Le problème avec les probiotiques vient du fait qu’on ne peut pas faire des généralités. Tout dépend de la souche utilisée, de la population concernée et du trouble à améliorer. On peut cependant établir un constat : les mesures d’hygiène très strictes qui entourent l’accouchement à l’heure actuelle entraînent un retard d’implantation des bifidobactéries qui peut être mis en relation avec l’augmentation de la prévalence des allergies chez l’enfant. Il semble donc utile d’intervenir dès le premier âge, voire chez la mère, en donnant des probiotiques ou des prébiotiques. Le but étant de stimuler l’immunité et mettre en place la flore de barrière.
L’OBJECTIF EST DE DONNER LE BON PROBIOTIQUE À LA BONNE PERSONNE
Danièle Festy, pharmacienne, est l’auteur de « On a tous besoin de probiotiques » (éditions Leduc’s)
Pour vous, les probiotiques sont utiles pour tous…
Oui, car ils permettent de recharger la flore intestinale, qui, lorsqu’elle est perturbée, entraîne des problèmes digestifs mais aussi de nombreux troubles à distance. Il n’y a plus de doute là-dessus ! C’est au pharmacien à faire passer le message au grand public car peu de médecins sont sensibilisés à ce sujet. La prise de probiotiques est le premier acte à accomplir pour réparer un organe qui ne fonctionne pas bien.
Dans quels cas les conseillez-vous principalement ?
A chaque fois qu’une personne se plaint de problèmes digestifs (diarrhées, constipation, intolérance alimentaire, inconfort intestinal…). Je propose aussi les probiotiques en prévention de la turista. En ce moment, je les recommande pour éviter les infections hivernales.
Sur quels critères référencez-vous les produits ?

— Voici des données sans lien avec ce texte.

use std::fmt;

use serde_json::Value;
use tracing::warn;

use crate::casing::normalize_keys;
use crate::error::ResponseError;

/// Decodes a single-document success body.
///
/// Returns `Ok(None)` for an empty (or all-whitespace) body.
pub(crate) fn decode_json(body: &[u8]) -> Result<Option<Value>, ResponseError> {
    if body.iter().all(u8::is_ascii_whitespace) {
        return Ok(None);
    }
    let value: Value = serde_json::from_slice(body)?;
    Ok(Some(normalize_keys(value)))
}

/// Decodes an error body: JSON when it parses, the raw text otherwise.
pub(crate) fn error_body(body: &[u8]) -> Value {
    serde_json::from_slice(body)
        .unwrap_or_else(|_| Value::String(String::from_utf8_lossy(body).into_owned()))
}

/// Error body of a response whose read may have failed.
///
/// A failed read becomes a string naming the read error.
pub(crate) fn error_body_from<B, E>(read: Result<B, E>) -> Value
where
    B: AsRef<[u8]>,
    E: fmt::Display,
{
    match read {
        Ok(body) => error_body(body.as_ref()),
        Err(e) => {
            warn!(error = %e, "failed to read error response body");
            Value::String(format!("failed to read response body: {e}"))
        }
    }
}

#[cfg(test)]
mod tests {
    use super::*;
    use serde_json::json;
    use tracing_test::traced_test;

    #[test]
    fn test_decode_normalizes_keys() {
        let decoded = decode_json(br#"{"Id": 5, "Flight_Ids": [1]}"#).unwrap();
        assert_eq!(decoded, Some(json!({ "id": 5, "flightIds": [1] })));
    }

    #[test]
    fn test_empty_body() {
        assert_eq!(decode_json(b"").unwrap(), None);
        assert_eq!(decode_json(b" \n").unwrap(), None);
    }

    #[test]
    fn test_invalid_json() {
        assert!(matches!(
            decode_json(b"<html>"),
            Err(ResponseError::Decode(_))
        ));
    }

    #[test]
    fn test_error_body_falls_back_to_text() {
        assert_eq!(error_body(br#"{"message":"no"}"#), json!({ "message": "no" }));
        assert_eq!(error_body(b"Bad Gateway"), json!("Bad Gateway"));
    }

    #[test]
    #[traced_test]
    fn test_unreadable_error_body_keeps_the_read_error() {
        let read: Result<Vec<u8>, std::io::Error> = Err(std::io::Error::new(
            std::io::ErrorKind::ConnectionReset,
            "connection reset",
        ));
        assert_eq!(
            error_body_from(read),
            json!("failed to read response body: connection reset")
        );
        assert!(logs_contain("failed to read error response body"));

        let read: Result<&[u8], std::io::Error> = Ok(b"{\"code\":7}".as_slice());
        assert_eq!(error_body_from(read), json!({ "code": 7 }));
    }
}
//! Response decoding.
//!
//! A successful response is either one JSON document or, for streaming
//! operations, newline-delimited JSON folded record by record. Either way
//! object keys are normalized to lower camel case before the caller sees
//! them.

mod decode;
mod result;
pub mod stream;

pub(crate) use decode::{decode_json, error_body_from};
pub use result::RunResult;
pub use stream::{decode_stream, StreamDecoder, DEFAULT_MAX_RECORD_BYTES};
//! Running catalog operations over HTTP.
//!
//! - [`ApiClient`] / [`ApiClientBuilder`] - the client and its builder
//! - [`ClientConfig`] / [`RunOptions`] - fixed settings and per-call overrides
//! - [`RetryPolicy`] - backoff on 429 responses
//! - [`CancelToken`] - aborts in-flight calls

mod cancel;
mod config;
mod executor;
mod prepare;
mod retry;

pub use cancel::CancelToken;
pub use config::{
    ClientConfig, FetchBeforeSend, RunOptions, CLIENT_VERSION, DEFAULT_POOL_MAX_IDLE_PER_HOST,
    DEFAULT_TIMEOUT, VERSION_HEADER,
};
pub use executor::{ApiClient, ApiClientBuilder};
pub use retry::{
    RetryPolicy, RetryStrategy, DEFAULT_BASE_DELAY, DEFAULT_MAX_ATTEMPTS, DEFAULT_MAX_DELAY,
};
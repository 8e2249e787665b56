//! Cooperative cancellation of in-flight calls.

use std::future::Future;
use std::sync::Arc;

use tokio::sync::watch;

use crate::error::{ApiError, ClientError};

/// Cancels every call it was passed to.
///
/// Clones share state: cancelling any clone cancels them all. Cancelling
/// aborts the HTTP exchange, a pending backoff sleep and stream decoding;
/// the call returns [`ClientError::Cancelled`].
#[derive(Debug, Clone)]
pub struct CancelToken {
    sender: Arc<watch::Sender<bool>>,
    receiver: watch::Receiver<bool>,
}

impl Default for CancelToken {
    fn default() -> Self {
        Self::new()
    }
}

impl CancelToken {
    pub fn new() -> Self {
        let (sender, receiver) = watch::channel(false);
        Self {
            sender: Arc::new(sender),
            receiver,
        }
    }

    /// Requests cancellation.
    pub fn cancel(&self) {
        self.sender.send_replace(true);
    }

    pub fn is_cancelled(&self) -> bool {
        *self.receiver.borrow()
    }

    /// Completes once [`cancel`](Self::cancel) has been called.
    pub async fn cancelled(&self) {
        let mut receiver = self.receiver.clone();
        // the sender lives as long as `self`, so this only returns once set
        let _ = receiver.wait_for(|cancelled| *cancelled).await;
    }
}

/// Runs `work` unless `token` is cancelled first.
pub(crate) async fn run_cancellable<T, F>(token: Option<&CancelToken>, work: F) -> Result<T, ApiError>
where
    F: Future<Output = Result<T, ApiError>>,
{
    let Some(token) = token else {
        return work.await;
    };
    tokio::select! {
        biased;
        _ = token.cancelled() => Err(ClientError::Cancelled.into()),
        result = work => result,
    }
}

Je fais confiance aux marques françaises connues pour leur qualité de fabrication comme Nutergia, Pileje et Vital +. Je travaille aussi avec des gammes plus confidentielles mais très pointues, distribuées par Bionutrics ou Longévie. Certaines de leurs formules ont été élaborées en fonction du régime de l’individu (carné ou végétarien) et de ses réactions (ballonnements ou non). Chaque souche ayant ses propres fonctions, l’objectif est de donner le bon probiotique à la bonne personne. Les gens sont familiarisés avec le terme de probiotiques mais ont besoin qu’on les oriente. Mon rayon est donc volontairement placé derrière le comptoir.